Defund the thought police–Put An End To Political Correctness
Defund the thought police

Due process is not the strong suit of mobs. Neither is nuance, open discussion or disagreement. These inherent defects should be painfully obvious as mobs pull down statues, seize sections of cities and demand the public approach them on bended knee, literally.
Anyone who dares push back faces immediate censure. If the mob is 
successful, any offenders will lose their jobs. Feckless employers are 
all too eager to appease the mob and hope it turns on another target.

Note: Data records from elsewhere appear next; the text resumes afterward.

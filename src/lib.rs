//! Polling change detector for a single directory.
//!
//! Lists a directory every interval, diffs each listing against the previous
//! one by (path, size, mtime) and hands newly appeared files to a callback on
//! a background thread.

pub mod diff;
pub mod error;
pub mod fs_scan;
pub mod load;
pub mod scanner;
pub mod types;

pub use diff::{diff_list, differential, Differential};
pub use error::ScanError;
pub use fs_scan::{compile_filter, list_matching, Poller, DEFAULT_INTERVAL};
pub use load::load;
pub use scanner::{
    start_scanner, AddedEntries, EndReason, FolderScanner, ScanOptions, ScanSummary, Scanner,
    ScannerHandle, StopFlag,
};
pub use types::{Changes, FileEntry, Snapshot, SnapshotKey};
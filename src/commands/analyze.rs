//! Analyze 命令 - 在本地对单张图片运行分析流水线
//!
//! 不启动服务器，直接调用模型并打印分析结果。

use anyhow::{Context, Result};
use std::path::Path;

use crate::config::Config;
use crate::grievance::{AnalysisRequest, GrievanceAnalyzer};
use crate::providers;
use crate::utils::read_image_base64;

/// 执行本地分析命令
///
/// # 参数
///
/// * `config` - 应用配置，决定使用的模型和是否为演示模式
/// * `image` - 本地图片路径
///
/// 使用了兜底结果时，会在 stderr 上说明原因。
pub async fn analyze_command(config: Config, image: &Path) -> Result<()> {
    let request = AnalysisRequest {
        image_base64: read_image_base64(image).await?,
        audio_base64: None,
        location: None,
    };

    let analyzer = GrievanceAnalyzer::new(providers::create_model(&config)?);
    let outcome = analyzer.analyze(&request).await;

    if let Some(reason) = outcome.reason() {
        eprintln!("Fallback analysis used: {}", reason);
    }

    let output = serde_json::to_string_pretty(outcome.result())
        .context("Failed to serialize analysis")?;
    println!("{}", output);

    Ok(())
}
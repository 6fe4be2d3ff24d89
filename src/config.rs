//! 应用配置模块
//!
//! 负责从环境变量加载应用配置，包括：
//! - 服务器监听地址、端口和请求超时
//! - Gemini API 密钥、模型名称和 API 地址
//!
//! 配置在启动时构建一次，之后显式传递给各组件。

use anyhow::{Context, Result};
use std::time::Duration;

use crate::providers::gemini::{DEFAULT_GEMINI_API_BASE, DEFAULT_GEMINI_MODEL};

const DEFAULT_HOST: &str = "0.0.0.0";
const DEFAULT_PORT: &str = "8080";
const DEFAULT_REQUEST_TIMEOUT_SECS: &str = "60";

/// Gemini 相关配置
#[derive(Debug, Clone, PartialEq, Eq)]
pub struct GeminiConfig {
    /// API 密钥；缺失时进入演示模式，所有分析都返回兜底结果
    pub api_key: Option<String>,
    pub model: String,
    pub api_base: String,
}

/// 应用配置
#[derive(Debug, Clone, PartialEq, Eq)]
pub struct Config {
    /// 服务器监听地址（如 "0.0.0.0" 或 "127.0.0.1"）
    pub host: String,
    /// 服务器监听端口
    pub port: u16,
    /// 单个请求的总超时
    pub request_timeout: Duration,
    pub gemini: GeminiConfig,
    /// 是否禁用 TLS 验证（仅用于调试）
    pub disable_tls_verify: bool,
}

impl Config {
    /// 从环境变量加载配置
    ///
    /// # 环境变量
    ///
    /// - `CIVIC_HOST`: 服务器监听地址（默认: "0.0.0.0"）
    /// - `CIVIC_PORT`: 服务器监听端口（默认: 8080）
    /// - `CIVIC_REQUEST_TIMEOUT_SECS`: 请求超时秒数（默认: 60）
    /// - `GEMINI_API_KEY`: Gemini API 密钥（可选，缺失时进入演示模式）
    /// - `GEMINI_MODEL`: 模型名称（默认: "gemini-2.0-flash"）
    /// - `GEMINI_API_BASE`: API 地址
    /// - `CIVIC_DISABLE_TLS_VERIFY`: 设为 "1" 或 "true" 时禁用 TLS 验证
    ///
    /// # 错误
    ///
    /// - 如果 `CIVIC_PORT` 不是有效的端口号
    /// - 如果 `CIVIC_REQUEST_TIMEOUT_SECS` 不是正整数
    pub fn from_env() -> Result<Self> {
        Self::from_lookup(|key| std::env::var(key).ok())
    }

    /// 使用自定义的变量查询函数加载配置
    pub fn from_lookup<F>(lookup: F) -> Result<Self>
    where
        F: Fn(&str) -> Option<String>,
    {
        let var = |key: &str, default: &str| lookup(key).unwrap_or_else(|| default.to_string());

        let host = var("CIVIC_HOST", DEFAULT_HOST);

        let port = var("CIVIC_PORT", DEFAULT_PORT)
            .parse()
            .context("CIVIC_PORT must be a valid port number")?;

        let timeout_secs: u64 = var("CIVIC_REQUEST_TIMEOUT_SECS", DEFAULT_REQUEST_TIMEOUT_SECS)
            .parse()
            .context("CIVIC_REQUEST_TIMEOUT_SECS must be a positive integer")?;
        if timeout_secs == 0 {
            anyhow::bail!("CIVIC_REQUEST_TIMEOUT_SECS must be a positive integer");
        }

        let api_key = lookup("GEMINI_API_KEY")
            .map(|k| k.trim().to_string())
            .filter(|k| !k.is_empty());

        let gemini = GeminiConfig {
            api_key,
            model: var("GEMINI_MODEL", DEFAULT_GEMINI_MODEL),
            api_base: var("GEMINI_API_BASE", DEFAULT_GEMINI_API_BASE)
                .trim_end_matches('/')
                .to_string(),
        };

        let disable_tls_verify = lookup("CIVIC_DISABLE_TLS_VERIFY")
            .map(|v| v == "1" || v.eq_ignore_ascii_case("true"))
            .unwrap_or(false);

        Ok(Self {
            host,
            port,
            request_timeout: Duration::from_secs(timeout_secs),
            gemini,
            disable_tls_verify,
        })
    }
}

In this perilous environment, the most frenzied voices do 
more than dominate the public square. They monopolize it by silencing 
dissent. They have received full-throated support from the tech giants 
that control discussion and the media giants determined to shape the 
narrative rather than report the news.
Twitter and NBC are the poster children for this assault on 
free discussion. Their suppression in the name of “social justice” 
betrays the idea, best articulated in John Stuart Mill’s “On Liberty,” 
that competing, divergent views lead to greater understanding.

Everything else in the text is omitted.